Copy out each line of the data that holds the string "tracing".

_EXTRACTED DATA_.
=== Begin Enclosure ===
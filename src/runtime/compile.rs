use crate::foundation::rng::RandomSource;
use crate::polynomial::ir::PolynomialNode;
use crate::polynomial::semantic::{self as poly_semantic, PolynomialSemantic};
use crate::runtime::node::{
    AddSampler, ConstantSampler, CubicSampler, LerpSampler, LinearSampler, MulSampler,
    QuadraticSampler, RandomSampler, RetimeSampler, Sample,
};
use crate::varying::ir::VaryingNode;
use crate::varying::semantic::{self as vary_semantic, VaryingSemantic};

/// Evaluator tree built from an IR tree.
///
/// The shape is only known at run time, so composites box their children instead of nesting
/// generic types. Leaves are the same structs hand-built trees use.
#[derive(Clone, Debug, PartialEq)]
pub enum SampleNode {
    /// Degree-0 leaf.
    Constant(ConstantSampler),
    /// Degree-1 leaf.
    Linear(LinearSampler),
    /// Degree-2 leaf.
    Quadratic(QuadraticSampler),
    /// Degree-3 leaf.
    Cubic(CubicSampler),
    /// Random leaf.
    Random(RandomSampler),
    /// Sum of two sub-evaluators.
    Add(Box<AddSampler<SampleNode, SampleNode>>),
    /// Product of two sub-evaluators.
    Mul(Box<MulSampler<SampleNode, SampleNode>>),
    /// Interpolation of two sub-evaluators by a third.
    Lerp(Box<LerpSampler<SampleNode, SampleNode, SampleNode>>),
    /// Sub-evaluator on remapped time.
    Retime(Box<RetimeSampler<SampleNode>>),
}

impl SampleNode {
    /// Wrap this node so it is evaluated at `t·scale + offset`.
    pub fn retimed(self, scale: f32, offset: f32) -> Self {
        Self::Retime(Box::new(RetimeSampler {
            inner: self,
            scale,
            offset,
        }))
    }
}

impl Sample for SampleNode {
    fn sample<R: RandomSource + ?Sized>(&self, t: f32, rng: &mut R) -> f32 {
        match self {
            Self::Constant(n) => n.sample(t, rng),
            Self::Linear(n) => n.sample(t, rng),
            Self::Quadratic(n) => n.sample(t, rng),
            Self::Cubic(n) => n.sample(t, rng),
            Self::Random(n) => n.sample(t, rng),
            Self::Add(n) => n.sample(t, rng),
            Self::Mul(n) => n.sample(t, rng),
            Self::Lerp(n) => n.sample(t, rng),
            Self::Retime(n) => n.sample(t, rng),
        }
    }

    fn sample4<R: RandomSource + ?Sized>(&self, t: [f32; 4], rng: &mut R) -> [f32; 4] {
        match self {
            Self::Constant(n) => n.sample4(t, rng),
            Self::Linear(n) => n.sample4(t, rng),
            Self::Quadratic(n) => n.sample4(t, rng),
            Self::Cubic(n) => n.sample4(t, rng),
            Self::Random(n) => n.sample4(t, rng),
            Self::Add(n) => n.sample4(t, rng),
            Self::Mul(n) => n.sample4(t, rng),
            Self::Lerp(n) => n.sample4(t, rng),
            Self::Retime(n) => n.sample4(t, rng),
        }
    }
}

fn sum(left: SampleNode, right: SampleNode) -> SampleNode {
    SampleNode::Add(Box::new(AddSampler { left, right }))
}

fn product(left: SampleNode, right: SampleNode) -> SampleNode {
    SampleNode::Mul(Box::new(MulSampler { left, right }))
}

struct VaryingCompiler;

impl VaryingSemantic for VaryingCompiler {
    type Output = SampleNode;

    fn symbol(&self, _node: &VaryingNode) -> SampleNode {
        SampleNode::Linear(LinearSampler { a: [0.0, 1.0] })
    }

    fn random(&self, _node: &VaryingNode) -> SampleNode {
        SampleNode::Random(RandomSampler)
    }

    fn literal(&self, _node: &VaryingNode, value: f32) -> SampleNode {
        SampleNode::Constant(ConstantSampler { a0: value })
    }

    fn add(&self, _node: &VaryingNode, left: SampleNode, right: SampleNode) -> SampleNode {
        sum(left, right)
    }

    fn multiply(&self, _node: &VaryingNode, left: SampleNode, right: SampleNode) -> SampleNode {
        product(left, right)
    }

    fn lerp(&self, _node: &VaryingNode, x: SampleNode, y: SampleNode, s: SampleNode) -> SampleNode {
        SampleNode::Lerp(Box::new(LerpSampler { x, y, s }))
    }
}

struct PolynomialCompiler;

impl PolynomialSemantic for PolynomialCompiler {
    type Output = SampleNode;

    fn degree0(&self, _node: &PolynomialNode, a0: f32) -> SampleNode {
        SampleNode::Constant(ConstantSampler { a0 })
    }

    fn degree1(&self, _node: &PolynomialNode, a: [f32; 2]) -> SampleNode {
        SampleNode::Linear(LinearSampler { a })
    }

    fn degree2(&self, _node: &PolynomialNode, a: [f32; 3]) -> SampleNode {
        SampleNode::Quadratic(QuadraticSampler { a })
    }

    fn degree3(&self, _node: &PolynomialNode, a: [f32; 4]) -> SampleNode {
        SampleNode::Cubic(CubicSampler { a })
    }

    fn random(&self, _node: &PolynomialNode) -> SampleNode {
        SampleNode::Random(RandomSampler)
    }

    fn add(&self, _node: &PolynomialNode, left: SampleNode, right: SampleNode) -> SampleNode {
        sum(left, right)
    }

    fn multiply(&self, _node: &PolynomialNode, left: SampleNode, right: SampleNode) -> SampleNode {
        product(left, right)
    }
}

/// Build an evaluator mirroring `node` one-to-one. `Symbol` becomes a linear leaf.
#[tracing::instrument(skip_all, fields(nodes = node.node_count()))]
pub fn compile_varying(node: &VaryingNode) -> SampleNode {
    vary_semantic::evaluate(node, &VaryingCompiler)
}

/// Build an evaluator for a polynomial tree; concrete nodes become Horner leaves.
#[tracing::instrument(skip_all, fields(shape = node.shape_name()))]
pub fn compile_polynomial(node: &PolynomialNode) -> SampleNode {
    poly_semantic::evaluate(node, &PolynomialCompiler)
}

#[cfg(test)]
#[path = "../../tests/unit/runtime/compile.rs"]
mod tests;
=== End Enclosure ===
_REPLY_.
#[tracing::instrument(skip_all, fields(nodes = node.node_count()))]
#[tracing::instrument(skip_all, fields(shape = node.shape_name()))]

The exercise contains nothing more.